** Task objective **
Would you transcribe the data word for word?

###

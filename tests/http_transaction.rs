// Copyright 2026 Layne Penney
// SPDX-License-Identifier: AGPL-3.0-or-later

//! End-to-end attribution over real sockets.
//!
//! Two instrumented HTTP/1.1 servers share one agent. The front server calls
//! the status server while handling each request, so every front request
//! produces two inbound transactions and one outbound call.

use std::net::SocketAddr;
use std::sync::Arc;

use tokio::io::{AsyncReadExt, AsyncWriteExt};
use tokio::net::{TcpListener, TcpStream};

use appmon::agent::environment::DISPATCHER;
use appmon::instrumentation::InstrumentationHooks;
use appmon::transaction::propagator;
use appmon::{Agent, RecordOutcome};

// ============================================================================
// Minimal HTTP plumbing
// ============================================================================

async fn read_head(stream: &mut TcpStream) -> std::io::Result<String> {
    let mut buf = Vec::new();
    let mut chunk = [0u8; 1024];
    while !buf.windows(4).any(|w| w == b"\r\n\r\n") {
        let n = stream.read(&mut chunk).await?;
        if n == 0 {
            break;
        }
        buf.extend_from_slice(&chunk[..n]);
    }
    Ok(String::from_utf8_lossy(&buf).into_owned())
}

async fn get(addr: SocketAddr, path: &str) -> std::io::Result<String> {
    let mut stream = TcpStream::connect(addr).await?;
    let request = format!("GET {} HTTP/1.1\r\nHost: localhost\r\nConnection: close\r\n\r\n", path);
    stream.write_all(request.as_bytes()).await?;

    let mut response = String::new();
    stream.read_to_string(&mut response).await?;
    Ok(response
        .split_once("\r\n\r\n")
        .map(|(_, body)| body.to_string())
        .unwrap_or_default())
}

async fn handle(mut stream: TcpStream, agent: Agent, downstream: Option<SocketAddr>) -> std::io::Result<()> {
    let head = read_head(&mut stream).await?;
    let path = head.split_whitespace().nth(1).unwrap_or("/").to_string();

    let txn = agent.on_inbound_start(&path);
    let body = propagator::scope(Some(Arc::clone(&txn)), async {
        match downstream {
            Some(addr) => {
                let segment = agent.on_outbound_start("localhost", "/status");
                let reply = get(addr, "/status").await;
                agent.on_outbound_end(segment);
                reply
            }
            None => Ok("ok".to_string()),
        }
    })
    .await?;

    let response = format!(
        "HTTP/1.1 200 OK\r\nContent-Length: {}\r\nConnection: close\r\n\r\n{}",
        body.len(),
        body
    );
    stream.write_all(response.as_bytes()).await?;
    // Ended before the client sees EOF, so the client observes final metrics.
    agent.on_inbound_end(&txn);
    stream.shutdown().await
}

async fn start_server(agent: &Agent, downstream: Option<SocketAddr>) -> SocketAddr {
    let listener = TcpListener::bind("127.0.0.1:0").await.unwrap();
    let addr = listener.local_addr().unwrap();
    let agent = agent.clone();
    tokio::spawn(async move {
        while let Ok((stream, _)) = listener.accept().await {
            tokio::spawn(handle(stream, agent.clone(), downstream));
        }
    });
    addr
}

async fn start_pair(agent: &Agent) -> SocketAddr {
    let status = start_server(agent, None).await;
    start_server(agent, Some(status)).await
}

fn call_count(agent: &Agent, name: &str, scope: Option<&str>) -> u64 {
    agent
        .metrics()
        .get_existing(name, scope)
        .map(|metric| metric.stats().call_count)
        .unwrap_or(0)
}

// ============================================================================
// Attribution
// ============================================================================

#[tokio::test]
async fn test_inbound_request_with_outbound_call() {
    let agent = Agent::new();
    let front = start_pair(&agent).await;

    let body = get(front, "/path").await.unwrap();
    assert_eq!(body, "ok");

    assert_eq!(call_count(&agent, "WebTransaction/Uri/path", None), 1);
    assert_eq!(call_count(&agent, "WebTransaction/Uri/status", None), 1);
    // One per inbound transaction: /path and the /status it called.
    assert_eq!(call_count(&agent, "HttpDispatcher", None), 2);

    assert_eq!(call_count(&agent, "External/localhost/http", None), 1);
    assert_eq!(
        call_count(&agent, "External/localhost/http", Some("WebTransaction/Uri/path")),
        1
    );
    assert_eq!(
        call_count(&agent, "External/localhost/http", Some("WebTransaction/Uri/status")),
        0
    );

    assert_eq!(agent.environment().get(DISPATCHER).as_deref(), Some("http"));
    assert!(agent.get_transaction().is_none());
    assert_eq!(agent.active_transactions(), 0);
}

#[tokio::test]
async fn test_concurrent_requests_do_not_cross_attribute() {
    let agent = Agent::new();
    let front = start_pair(&agent).await;

    let (a, b, c) = tokio::join!(get(front, "/a"), get(front, "/b"), get(front, "/a"));
    assert!(a.is_ok() && b.is_ok() && c.is_ok());

    assert_eq!(call_count(&agent, "WebTransaction/Uri/a", None), 2);
    assert_eq!(call_count(&agent, "WebTransaction/Uri/b", None), 1);
    assert_eq!(call_count(&agent, "HttpDispatcher", None), 6);
    assert_eq!(
        call_count(&agent, "External/localhost/http", Some("WebTransaction/Uri/a")),
        2
    );
    assert_eq!(
        call_count(&agent, "External/localhost/http", Some("WebTransaction/Uri/b")),
        1
    );
    assert_eq!(call_count(&agent, "External/localhost/http", None), 3);
}

#[tokio::test]
async fn test_outbound_call_outside_transaction_is_global() {
    let agent = Agent::new();
    let status = start_server(&agent, None).await;

    let segment = agent.on_outbound_start("localhost", "/status");
    assert!(segment.transaction().is_none());
    get(status, "/status").await.unwrap();

    assert_eq!(agent.on_outbound_end(segment), RecordOutcome::Global);
    assert_eq!(call_count(&agent, "External/localhost/http", None), 1);
    assert_eq!(call_count(&agent, "WebTransaction/Uri/status", None), 1);
    assert_eq!(call_count(&agent, "HttpDispatcher", None), 1);
}

#[tokio::test]
async fn test_finished_transactions_are_broadcast() {
    let agent = Agent::new();
    let mut finished = agent.subscribe();
    let front = start_pair(&agent).await;

    get(front, "/path").await.unwrap();

    // The downstream transaction ends first.
    let first = finished.recv().await.unwrap();
    let second = finished.recv().await.unwrap();
    assert_eq!(first.name().as_deref(), Some("WebTransaction/Uri/status"));
    assert_eq!(second.name().as_deref(), Some("WebTransaction/Uri/path"));
    assert!(second.is_ended());
    assert!(second.ended_at().is_some());

    let external = second.metrics().get_existing("External/localhost/http", None).unwrap();
    assert_eq!(external.stats().call_count, 1);
    assert!(first.metrics().is_empty());
}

###

** The answer **
filename tests/http_transaction.rs
// Copyright 2026 Layne Penney
// SPDX-License-Identifier: AGPL-3.0-or-later

//! End-to-end attribution over real sockets.
//!
//! Two instrumented HTTP/1.1 servers share one agent. The front server calls
//! the status server while handling each request, so every front request
//! produces two inbound transactions and one outbound call.

use std::net::SocketAddr;
use std::sync::Arc;

use tokio::io::{AsyncReadExt, AsyncWriteExt};
use tokio::net::{TcpListener, TcpStream};

use appmon::agent::environment::DISPATCHER;
use appmon::instrumentation::InstrumentationHooks;
use appmon::transaction::propagator;
use appmon::{Agent, RecordOutcome};

// ============================================================================
// Minimal HTTP plumbing
// ============================================================================

async fn read_head(stream: &mut TcpStream) -> std::io::Result<String> {
    let mut buf = Vec::new();
    let mut chunk = [0u8; 1024];
    while !buf.windows(4).any(|w| w == b"\r\n\r\n") {
        let n = stream.read(&mut chunk).await?;
        if n == 0 {
            break;
        }
        buf.extend_from_slice(&chunk[..n]);
    }
    Ok(String::from_utf8_lossy(&buf).into_owned())
}

async fn get(addr: SocketAddr, path: &str) -> std::io::Result<String> {
    let mut stream = TcpStream::connect(addr).await?;
    let request = format!("GET {} HTTP/1.1\r\nHost: localhost\r\nConnection: close\r\n\r\n", path);
    stream.write_all(request.as_bytes()).await?;

    let mut response = String::new();
    stream.read_to_string(&mut response).await?;
    Ok(response
        .split_once("\r\n\r\n")
        .map(|(_, body)| body.to_string())
        .unwrap_or_default())
}

async fn handle(mut stream: TcpStream, agent: Agent, downstream: Option<SocketAddr>) -> std::io::Result<()> {
    let head = read_head(&mut stream).await?;
    let path = head.split_whitespace().nth(1).unwrap_or("/").to_string();

    let txn = agent.on_inbound_start(&path);
    let body = propagator::scope(Some(Arc::clone(&txn)), async {
        match downstream {
            Some(addr) => {
                let segment = agent.on_outbound_start("localhost", "/status");
                let reply = get(addr, "/status").await;
                agent.on_outbound_end(segment);
                reply
            }
            None => Ok("ok".to_string()),
        }
    })
    .await?;

    let response = format!(
        "HTTP/1.1 200 OK\r\nContent-Length: {}\r\nConnection: close\r\n\r\n{}",
        body.len(),
        body
    );
    stream.write_all(response.as_bytes()).await?;
    // Ended before the client sees EOF, so the client observes final metrics.
    agent.on_inbound_end(&txn);
    stream.shutdown().await
}

async fn start_server(agent: &Agent, downstream: Option<SocketAddr>) -> SocketAddr {
    let listener = TcpListener::bind("127.0.0.1:0").await.unwrap();
    let addr = listener.local_addr().unwrap();
    let agent = agent.clone();
    tokio::spawn(async move {
        while let Ok((stream, _)) = listener.accept().await {
            tokio::spawn(handle(stream, agent.clone(), downstream));
        }
    });
    addr
}

async fn start_pair(agent: &Agent) -> SocketAddr {
    let status = start_server(agent, None).await;
    start_server(agent, Some(status)).await
}

fn call_count(agent: &Agent, name: &str, scope: Option<&str>) -> u64 {
    agent
        .metrics()
        .get_existing(name, scope)
        .map(|metric| metric.stats().call_count)
        .unwrap_or(0)
}

// ============================================================================
// Attribution
// ============================================================================

#[tokio::test]
async fn test_inbound_request_with_outbound_call() {
    let agent = Agent::new();
    let front = start_pair(&agent).await;

    let body = get(front, "/path").await.unwrap();
    assert_eq!(body, "ok");

    assert_eq!(call_count(&agent, "WebTransaction/Uri/path", None), 1);
    assert_eq!(call_count(&agent, "WebTransaction/Uri/status", None), 1);
    // One per inbound transaction: /path and the /status it called.
    assert_eq!(call_count(&agent, "HttpDispatcher", None), 2);

    assert_eq!(call_count(&agent, "External/localhost/http", None), 1);
    assert_eq!(
        call_count(&agent, "External/localhost/http", Some("WebTransaction/Uri/path")),
        1
    );
    assert_eq!(
        call_count(&agent, "External/localhost/http", Some("WebTransaction/Uri/status")),
        0
    );

    assert_eq!(agent.environment().get(DISPATCHER).as_deref(), Some("http"));
    assert!(agent.get_transaction().is_none());
    assert_eq!(agent.active_transactions(), 0);
}

#[tokio::test]
async fn test_concurrent_requests_do_not_cross_attribute() {
    let agent = Agent::new();
    let front = start_pair(&agent).await;

    let (a, b, c) = tokio::join!(get(front, "/a"), get(front, "/b"), get(front, "/a"));
    assert!(a.is_ok() && b.is_ok() && c.is_ok());

    assert_eq!(call_count(&agent, "WebTransaction/Uri/a", None), 2);
    assert_eq!(call_count(&agent, "WebTransaction/Uri/b", None), 1);
    assert_eq!(call_count(&agent, "HttpDispatcher", None), 6);
    assert_eq!(
        call_count(&agent, "External/localhost/http", Some("WebTransaction/Uri/a")),
        2
    );
    assert_eq!(
        call_count(&agent, "External/localhost/http", Some("WebTransaction/Uri/b")),
        1
    );
    assert_eq!(call_count(&agent, "External/localhost/http", None), 3);
}

#[tokio::test]
async fn test_outbound_call_outside_transaction_is_global() {
    let agent = Agent::new();
    let status = start_server(&agent, None).await;

    let segment = agent.on_outbound_start("localhost", "/status");
    assert!(segment.transaction().is_none());
    get(status, "/status").await.unwrap();

    assert_eq!(agent.on_outbound_end(segment), RecordOutcome::Global);
    assert_eq!(call_count(&agent, "External/localhost/http", None), 1);
    assert_eq!(call_count(&agent, "WebTransaction/Uri/status", None), 1);
    assert_eq!(call_count(&agent, "HttpDispatcher", None), 1);
}

#[tokio::test]
async fn test_finished_transactions_are_broadcast() {
    let agent = Agent::new();
    let mut finished = agent.subscribe();
    let front = start_pair(&agent).await;

    get(front, "/path").await.unwrap();

    // The downstream transaction ends first.
    let first = finished.recv().await.unwrap();
    let second = finished.recv().await.unwrap();
    assert_eq!(first.name().as_deref(), Some("WebTransaction/Uri/status"));
    assert_eq!(second.name().as_deref(), Some("WebTransaction/Uri/path"));
    assert!(second.is_ended());
    assert!(second.ended_at().is_some());

    let external = second.metrics().get_existing("External/localhost/http", None).unwrap();
    assert_eq!(external.stats().call_count, 1);
    assert!(first.metrics().is_empty());
}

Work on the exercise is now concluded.